Liyah goes for therapy at Pitt Memorial and is seen at Goldsboro Pediatrics. Mrs. Brooks said she is not sure how long Liyah will remain in therapy.

"They are saying now that is up to Liyah," she said. "She loves for you to stand up with her. She knows when you put her coat on what you are fixing to do. She loves to dance when you sing her song to her."

"I love Liyah," Mrs. Brooks sang.

"Yes we do," chimed in big brother Illeko, 10.

"Liyah loves me," Mrs. Brooks said.

"I do, too," Illeko sang.

"Go Liyah, go Liyah," they both sang.

"That is her favorite song," Mrs. Brooks said. "She loves to be heard. She loves to try and talk. She loves to wave and give a kiss."

As if on cue, Liyah leaned toward her brother to kiss him on his check.

Illeko said he is glad to have his baby sister home, but remains firm in his commitment not to take any trips until Liyah is able to.

"It is amazing," Mrs. Brooks said. "The school took a trip and we tried to encourage him to go, but we couldn't get him to go. The day this happened to her, the last words he said to her because he was getting on the (school) bus, he turned around to her and said, 'bye Liyah' and she said, 'bye-bye.'"

Liyah has been home two weeks and is currently staying with Mrs. Brooks.

"Because of the steroids it kind of weakened her immune system, so we have to be real careful with her. They said it takes about a year for the brain to heal."

That is the reasons Liyah is staying with her grandmother for the time being until she is well enough to be around her brothers and sisters.

Liyah first came home the day before Thanksgiving.

"She came out right before Thanksgiving," Mrs. Brooks said. "The day after Thanksgiving she had an infection and it got to her brain and she came down with meningitis. She had swelling and everything. The day after Thanksgiving is when she had the infection. There was a hole somewhere they were not aware of that sent the infection straight to her brain.

"What was so amazing when she went to Wayne Memorial, the Pitt (staff) is so fond of her they sent their own ambulance to get her. They didn't want anybody else working with her but them."

At about that same time Liyah, had pulled the (feeding) tube out of her stomach.

"When they got ready to put it (back) in one of the nurses who had her when she was in intensive care, she broke down crying and she told them, 'you don't understand I was here when this baby came in and to see the miracle that has happened,'" Mrs. Brooks said. "Even the doctors who had given up hope on her before she left (the first time) they said, 'the only thing we can say is miracle.'"
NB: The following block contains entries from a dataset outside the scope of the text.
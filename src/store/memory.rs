use core::sync::atomic::{AtomicU64, Ordering};
use std::sync::Arc;

use parking_lot::RwLock;

use super::GridStore;
use crate::error::{Error, Result};
use crate::point::{GridRecord, IntegralResult, IntrinsicPoint, PointId};

/// In-memory grid store (the default).
///
/// A thin wrapper around `Arc<RwLock<Vec<GridRecord>>>`.
pub struct MemoryStore {
    records: Arc<RwLock<Vec<GridRecord>>>,
    next_id: AtomicU64,
}

impl MemoryStore {
    /// Creates a new, empty store.
    #[must_use]
    pub fn new() -> Self {
        Self {
            records: Arc::new(RwLock::new(Vec::new())),
            next_id: AtomicU64::new(0),
        }
    }

    /// Creates a store pre-populated with `records`.
    #[must_use]
    pub fn with_records(records: Vec<GridRecord>) -> Self {
        let next_id = next_id_after(&records);
        Self {
            records: Arc::new(RwLock::new(records)),
            next_id: AtomicU64::new(next_id),
        }
    }

    /// Ensures the id counter is at least `min_value`.
    pub(crate) fn bump_next_id(&self, min_value: u64) {
        self.next_id.fetch_max(min_value, Ordering::SeqCst);
    }

    /// Whether `id` is stored and already resolved.
    #[cfg(feature = "journal")]
    pub(crate) fn is_resolved(&self, id: PointId) -> Result<bool> {
        self.records
            .read()
            .iter()
            .find(|r| r.point.id == id)
            .map(|r| r.status().is_resolved())
            .ok_or(Error::UnknownPoint(id))
    }

    #[cfg(feature = "journal")]
    pub(crate) fn contains(&self, id: PointId) -> bool {
        self.records.read().iter().any(|r| r.point.id == id)
    }
}

impl Default for MemoryStore {
    fn default() -> Self {
        Self::new()
    }
}

impl GridStore for MemoryStore {
    fn insert(&self, point: IntrinsicPoint) -> Result<bool> {
        let mut records = self.records.write();
        if records.iter().any(|r| r.point.id == point.id) {
            return Ok(false);
        }
        self.bump_next_id(point.id.0 + 1);
        records.push(GridRecord::pending(point));
        Ok(true)
    }

    fn resolve(&self, id: PointId, result: IntegralResult) -> Result<bool> {
        check_resolvable(&result)?;
        let mut records = self.records.write();
        let record = records
            .iter_mut()
            .find(|r| r.point.id == id)
            .ok_or(Error::UnknownPoint(id))?;
        if record.status().is_resolved() {
            return Ok(false);
        }
        record.result = result;
        Ok(true)
    }

    fn records_arc(&self) -> &Arc<RwLock<Vec<GridRecord>>> {
        &self.records
    }

    fn next_point_id(&self) -> PointId {
        PointId(self.next_id.fetch_add(1, Ordering::SeqCst))
    }

    fn peek_next_point_id(&self) -> PointId {
        PointId(self.next_id.load(Ordering::SeqCst))
    }
}

pub(super) fn next_id_after(records: &[GridRecord]) -> u64 {
    records
        .iter()
        .map(|r| r.point.id.0)
        .max()
        .map_or(0, |id| id + 1)
}

pub(super) fn check_resolvable(result: &IntegralResult) -> Result<()> {
    if result.status.is_resolved() {
        Ok(())
    } else {
        Err(Error::InvalidConfig {
            name: "result",
            reason: "a point cannot be resolved with a pending status".into(),
        })
    }
}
When Liyah went into hospital this last time they had to put a tube in her shoulder since the staff could not find a good vein to use for an IV.
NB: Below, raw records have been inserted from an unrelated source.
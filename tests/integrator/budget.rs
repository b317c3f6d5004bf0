use core::time::Duration;

use rapid_pe::integrator::{CancelToken, IntegratorConfig, MonteCarloIntegrator};
use rapid_pe::toy::GaussianLikelihood;
use rapid_pe::{IntegralStatus, Likelihood, LikelihoodError};

use super::{box_prior, point};

fn fixed_budget(max_batches: u32) -> MonteCarloIntegrator {
    MonteCarloIntegrator::new(
        IntegratorConfig::builder()
            .batch_size(200)
            .max_batches(max_batches)
            .relative_tolerance(0.0)
            .min_effective_samples(1e12)
            .seed(5)
            .build()
            .unwrap(),
    )
}

#[test]
fn error_shrinks_with_budget() {
    let likelihood = GaussianLikelihood::new(vec![1.4], 0.1, vec![0.0, 0.0], 0.7);
    let prior = box_prior(2, 3.0);
    let p = point(0, vec![1.4]);

    let small = fixed_budget(2).integrate(&p, &likelihood, &prior).unwrap();
    let large = fixed_budget(40).integrate(&p, &likelihood, &prior).unwrap();

    assert_eq!(small.samples_drawn, 400);
    assert_eq!(large.samples_drawn, 8000);
    assert!(large.relative_error < small.relative_error);
    assert_eq!(small.status, IntegralStatus::LowConfidence);
    assert_eq!(
        small.message.as_deref(),
        Some("sample budget exhausted before tolerance")
    );
}

#[test]
fn max_samples_caps_draws() {
    let likelihood = GaussianLikelihood::new(vec![1.4], 0.1, vec![0.0], 0.7);
    let prior = box_prior(1, 3.0);
    let integrator = MonteCarloIntegrator::new(
        IntegratorConfig::builder()
            .batch_size(100)
            .max_samples(350)
            .relative_tolerance(0.0)
            .min_effective_samples(1e12)
            .seed(1)
            .build()
            .unwrap(),
    );
    let result = integrator
        .integrate(&point(0, vec![1.4]), &likelihood, &prior)
        .unwrap();
    assert_eq!(result.samples_drawn, 300);
    assert_eq!(result.batches, 3);
}

struct Slow;

impl Likelihood for Slow {
    fn log_likelihood(&self, _intrinsic: &[f64], extrinsic: &[f64]) -> Result<f64, LikelihoodError> {
        std::thread::sleep(Duration::from_micros(200));
        Ok(-extrinsic[0] * extrinsic[0])
    }
}

#[test]
fn time_budget_yields_low_confidence() {
    let prior = box_prior(1, 3.0);
    let integrator = MonteCarloIntegrator::new(
        IntegratorConfig::builder()
            .batch_size(20)
            .relative_tolerance(1e-6)
            .min_effective_samples(1e12)
            .time_budget(Duration::from_millis(20))
            .seed(2)
            .build()
            .unwrap(),
    );
    let result = integrator.integrate(&point(0, vec![1.0]), &Slow, &prior).unwrap();
    assert_eq!(result.status, IntegralStatus::LowConfidence);
    assert_eq!(
        result.message.as_deref(),
        Some("time budget exhausted before tolerance")
    );
    assert!(result.batches < 100);
    assert!(result.log_evidence.is_finite());
}

struct CancelAfter {
    token: CancelToken,
    calls: core::sync::atomic::AtomicUsize,
}

impl Likelihood for CancelAfter {
    fn log_likelihood(&self, _intrinsic: &[f64], extrinsic: &[f64]) -> Result<f64, LikelihoodError> {
        let calls = self
            .calls
            .fetch_add(1, core::sync::atomic::Ordering::SeqCst);
        if calls == 250 {
            self.token.cancel();
        }
        Ok(-extrinsic[0] * extrinsic[0])
    }
}

#[test]
fn cancellation_mid_run_keeps_partial_estimate() {
    let token = CancelToken::new();
    let likelihood = CancelAfter {
        token: token.clone(),
        calls: core::sync::atomic::AtomicUsize::new(0),
    };
    let prior = box_prior(1, 3.0);
    let integrator = fixed_budget(100);
    let result = integrator
        .integrate_with(&point(0, vec![1.0]), &likelihood, &prior, Some(&token))
        .unwrap();
    // The token fires during the second batch; the third never starts.
    assert_eq!(result.batches, 2);
    assert_eq!(result.status, IntegralStatus::LowConfidence);
    assert_eq!(result.message.as_deref(), Some("cancelled before tolerance"));
}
"They had carried her down for surgery and while she was waiting her mother asked her, 'are you OK Liyah?' She said "unhuh unhuh,'" Mrs. Brooks said.

Liyah shook her head vigorously up and down when her grandmother asked her if she was OK.

"This is my miracle. I mean my miracle," Mrs. Brooks said. "You know what other people have told me when you ran the article in the paper the last time they said they were so encouraged and when they saw that they said they just cried.

"They said that it was to be known that this miracle survived. She has given other people hope. They say when they see this we don't doubt there is hope for all."